Most of the extracellular glucose is produced in the kidneys and liver, and only the liver acutely responds to insulin by reducing glucose levels ⁸¹. In the fasting sate, glucose is primarily utilized in the liver for gluconeogenesis and glycogenolysis then transported to various tissues while suppressing the synthesis of new fatty acids ⁸². In the fed state, the PI3K/AKT signalling pathway reduces hepatic glucose production (HGP) and glycogenolysis, increases glycogen synthesis and the synthesis of fatty acids for storage and subsequent utilization by other tissues ^{82, 83}.

In previous studies, insulin suppressed PEPCK and G6PC expression, which are known to increase hepatic gluconeogenesis by activating the PI3K/AKT pathway ^84-86. However, insulin was recently shown to inhibit gluconeogenic gene expression ⁸⁷. Additionally, those mice still maintained the normal postprandial state, even in the absence of canonical liver insulin signalling ^{85, 87}. Based on these results, AKT may not only be an indispensable intermediate for insulin action, extrahepatic insulin may be stimulated by other pathways to regulate glucose metabolism in the liver.
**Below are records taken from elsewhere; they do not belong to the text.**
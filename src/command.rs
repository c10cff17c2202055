//! The REPL command dispatcher (spec.md §6 "operator-facing surface").
//! Ported close to verbatim from the teacher's `command.rs`: a
//! `CommandMap<T>` of named processors, each with declared positional/
//! keyword fields and boolean flags, dispatched by `dispatch_command`.

use std::cmp::max;
use std::collections::HashMap;
use std::error::Error;

#[derive(Clone)]
pub struct Command<T> {
    pub processor: CommandProcessor<T>,
    pub expected_fields: Vec<Field>,
    pub flags: Vec<Flag>,
    pub desc: String,
}

/// The function that actually executes the command. Accepts the parsed
/// invocation and the state/context object.
pub type CommandProcessor<T> = fn(invocation: &CommandInvocation, state: Option<T>) -> Result<(), Box<dyn Error>>;
pub type CommandMap<T> = HashMap<String, Command<T>>;

pub struct CommandInvocation {
    /// The name of the command that was invoked.
    pub name: String,

    /// Boolean flags passed to the command with '--flag' syntax.
    pub flags: Vec<String>,

    /// Ordered args passed to the command with '--' args removed.
    pub args: Vec<String>,

    /// Args passed to the command with '--field=value' syntax.
    pub vars: HashMap<String, String>,

    /// Values for expected fields, regardless of how they were passed.
    pub fields: HashMap<String, String>,
}

impl CommandInvocation {
    pub fn get_flag(&self, flag: &str) -> bool {
        self.flags.contains(&flag.to_owned())
    }

    pub fn get_field(&self, field_name: &str) -> Option<String> {
        self.fields.get(&field_name.to_owned()).cloned()
    }
}

#[derive(Clone)]
pub struct Field {
    pub name: String,
    pub field_type: FieldType,
    pub desc: String,
}

#[derive(Clone)]
pub struct Flag {
    pub name: String,
    pub desc: String,
}

#[derive(Clone, Copy, PartialEq)]
pub enum FieldType {
    /// A "var" must be passed in as a named variable with --name=value syntax.
    Var,

    /// A pos argument is expected at the given position in the args vector
    /// if not passed in as a var.
    Pos(usize),

    /// A spaces argument, if not passed as a var, consists of every token
    /// from the given position to the end, joined by spaces. Should only
    /// ever be the last expected field.
    Spaces(usize),
}

impl Field {
    pub fn new(name: &str, field_type: FieldType, desc: &str) -> Self {
        Field {
            name: name.to_owned(),
            field_type,
            desc: desc.to_owned(),
        }
    }
}

impl Flag {
    pub fn new(name: &str, desc: &str) -> Self {
        Flag {
            name: name.to_owned(),
            desc: desc.to_owned(),
        }
    }
}

pub fn dispatch_command<T>(args: &[String], map: &CommandMap<T>, state: Option<T>) {
    if args.is_empty() {
        println!("Missing command");
        return;
    }

    let cmd_name = &args[0];

    if cmd_name == "help" {
        if args.len() < 2 {
            help(map);
        } else {
            help_cmd(map, args[1].clone());
        }
        return;
    }

    let command = match map.get(cmd_name) {
        Some(obj) => obj.clone(),
        None => {
            println!("Unrecognized command: {cmd_name}");
            return;
        }
    };

    let invocation = match decompose_raw_args(args, &command.expected_fields) {
        Ok(inv) => inv,
        Err(err) => {
            println!("{err}");
            return;
        }
    };

    if let Err(err) = (command.processor)(&invocation, state) {
        println!("Error executing command: {err}");
    }
}

fn decompose_raw_args(raw_args: &[String], expected_fields: &[Field]) -> Result<CommandInvocation, Box<dyn Error>> {
    let cmd_name = &raw_args[0];
    let trimmed_args = &raw_args[1..];
    let mut assignments: HashMap<String, String> = HashMap::new();
    let (specials, ordered_args): (Vec<String>, Vec<String>) =
        trimmed_args.iter().cloned().partition(|s| s.starts_with("--"));

    let (assignment_strs, flags): (Vec<String>, Vec<String>) = specials
        .iter()
        .map(|s| s.trim_start_matches("--").to_owned())
        .partition(|s| s.contains('='));

    for assignment in assignment_strs {
        let mut pair = assignment.splitn(2, '=');
        let key = pair.next().unwrap_or_default().to_owned();
        let value = pair.next().unwrap_or_default().to_owned();
        assignments.insert(key, value);
    }

    let mut fields: HashMap<String, String> = HashMap::new();
    let mut pos_fields: Vec<Field> = vec![];

    for Field { name, field_type, desc } in expected_fields {
        let var_field = assignments.get(name).cloned();

        match (field_type, var_field) {
            (FieldType::Var, Some(var)) => drop(fields.insert(name.to_owned(), var)),
            (FieldType::Var, None) => {
                return Err(format!("Missing expected argument {name}. Pass this in with --{name}=<value>"))?
            }
            (FieldType::Pos(_) | FieldType::Spaces(_), Some(var)) => drop(fields.insert(name.to_owned(), var)),
            (FieldType::Pos(_), None) => pos_fields.push(Field::new(name, FieldType::Pos(pos_fields.len()), desc)),
            (FieldType::Spaces(_), None) => {
                pos_fields.push(Field::new(name, FieldType::Spaces(pos_fields.len()), desc))
            }
        }
    }

    for Field { name, field_type, desc: _ } in pos_fields {
        match field_type {
            FieldType::Var => unreachable!(),
            FieldType::Pos(pos) if pos < ordered_args.len() => {
                drop(fields.insert(name.clone(), ordered_args[pos].clone()))
            }
            FieldType::Spaces(pos) if pos < ordered_args.len() => {
                drop(fields.insert(name.clone(), ordered_args[pos..].join(" ")))
            }
            _ => return Err(format!("Not enough arguments: missing expected argument {name}"))?,
        };
    }

    Ok(CommandInvocation {
        name: cmd_name.to_owned(),
        flags,
        args: ordered_args,
        vars: assignments,
        fields,
    })
}

fn help<T>(map: &CommandMap<T>) {
    println!("These are the supported commands. Do 'help command_name' to learn more about a specific command.\n");
    let mut keys: Vec<&String> = map.keys().collect();
    keys.sort();

    for cmd_name in keys {
        let cmd = map.get(cmd_name).unwrap();
        println!("\t{}\n\t\t{}", cmd_name, cmd.desc);
    }
}

fn help_cmd<T>(map: &CommandMap<T>, cmd_name: String) {
    let command = match map.get(&cmd_name) {
        Some(obj) => obj,
        None => {
            println!("Unrecognized command: {cmd_name}");
            return;
        }
    };

    println!("{}\n", command.desc);
    println!("Syntax: \t{}", make_syntax_string(&cmd_name, command));

    let (vars, mut poses): (Vec<&Field>, Vec<&Field>) =
        command.expected_fields.iter().partition(|f| f.field_type == FieldType::Var);

    poses.sort_by_key(|f| match f.field_type {
        FieldType::Pos(pos) => pos,
        FieldType::Spaces(pos) => pos,
        _ => unreachable!(),
    });

    let mut var_names: Vec<(String, String)> = vars.iter().map(|f| (f.name.clone(), f.desc.clone())).collect();
    var_names.sort();

    let mut flags = command.flags.clone();
    flags.sort_by_key(|f| f.name.clone());

    if !poses.is_empty() {
        println!("\nRequired arguments:\n");
        for field in poses {
            println!("\t{}\n\t\t{}", field.name, field.desc);
        }
    } else {
        println!("\nThere are no required positional arguments");
    }

    if !var_names.is_empty() {
        println!("\nRequired keyword arguments:\n");
        for (name, desc) in var_names {
            println!("\t--{name}\n\t\t{desc}");
        }
    }

    if !flags.is_empty() {
        println!("\nOptional flags:\n");
        for Flag { name, desc } in flags {
            println!("\t--{name}\n\t\t{desc}");
        }
    }
}

fn make_syntax_string<T>(name: &str, command: &Command<T>) -> String {
    let mut out = String::from(name);
    let mut max_pos: isize = -1;

    for field in &command.expected_fields {
        match field.field_type {
            FieldType::Pos(pos) | FieldType::Spaces(pos) => max_pos = max(max_pos, pos as isize),
            FieldType::Var => (),
        };
    }

    let mut names: Vec<String> = vec![String::new(); (max_pos + 1).max(0) as usize];

    for Field { name, field_type, desc: _ } in &command.expected_fields {
        match field_type {
            FieldType::Pos(pos) | FieldType::Spaces(pos) => names[*pos] = name.clone(),
            FieldType::Var => (),
        };
    }

    for name in names {
        out.push_str(" <");
        out.push_str(&name);
        out.push('>');
    }

    out
}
Three pathways may mediate cell-nonautonomous effects on hepatic glucose metabolism ⁸⁸. First, insulin action in the hypothalamus through K (ATP) channels decrease expression of G6PC and hepatic glucose production (HGP) in liver ^{89, 90}. Subsequently, insulin acts in agouti-related peptide (AgRP) neurons through PI3K-PIP3 signalling to control this process ⁹¹. However, further studies should be carried on because the action of insulin in brain may not common in all species ^{92, 93}. Second, insulin functions through the AKT pathway to inhibit lipolysis and decrease circulating FFA levels in adipose tissues, which suppressing HGP in the liver, even in the absence of hepatic insulin signalling ^{82, 94}. Third, insulin functions through the AKT pathway suppress α-cell glucagon secretion in the brain, which reducing HGP levels in the liver ^{92, 95, 96}. All three pathways require the insulin-PI3K pathway regulate to HGP, regardless of whether insulin functions in the brain, liver or adipose tissues (Fig. 3).

Figure 3.

PI3K/AKT pathway in liver and other tissue mediate liver metabolism. PI3K/AKT signal increase DNL in four ways: activating S6K1 and SREBP, inhibiting Lipin1 and GSK3. And inhibits HGP through directly inhibiting FoxO1 or indirectly other tissue PI3K/AKT signaling including adipose, brain and pancreas. Red and black line indicates inhibition and activation respectively. See text for detailed descriptions.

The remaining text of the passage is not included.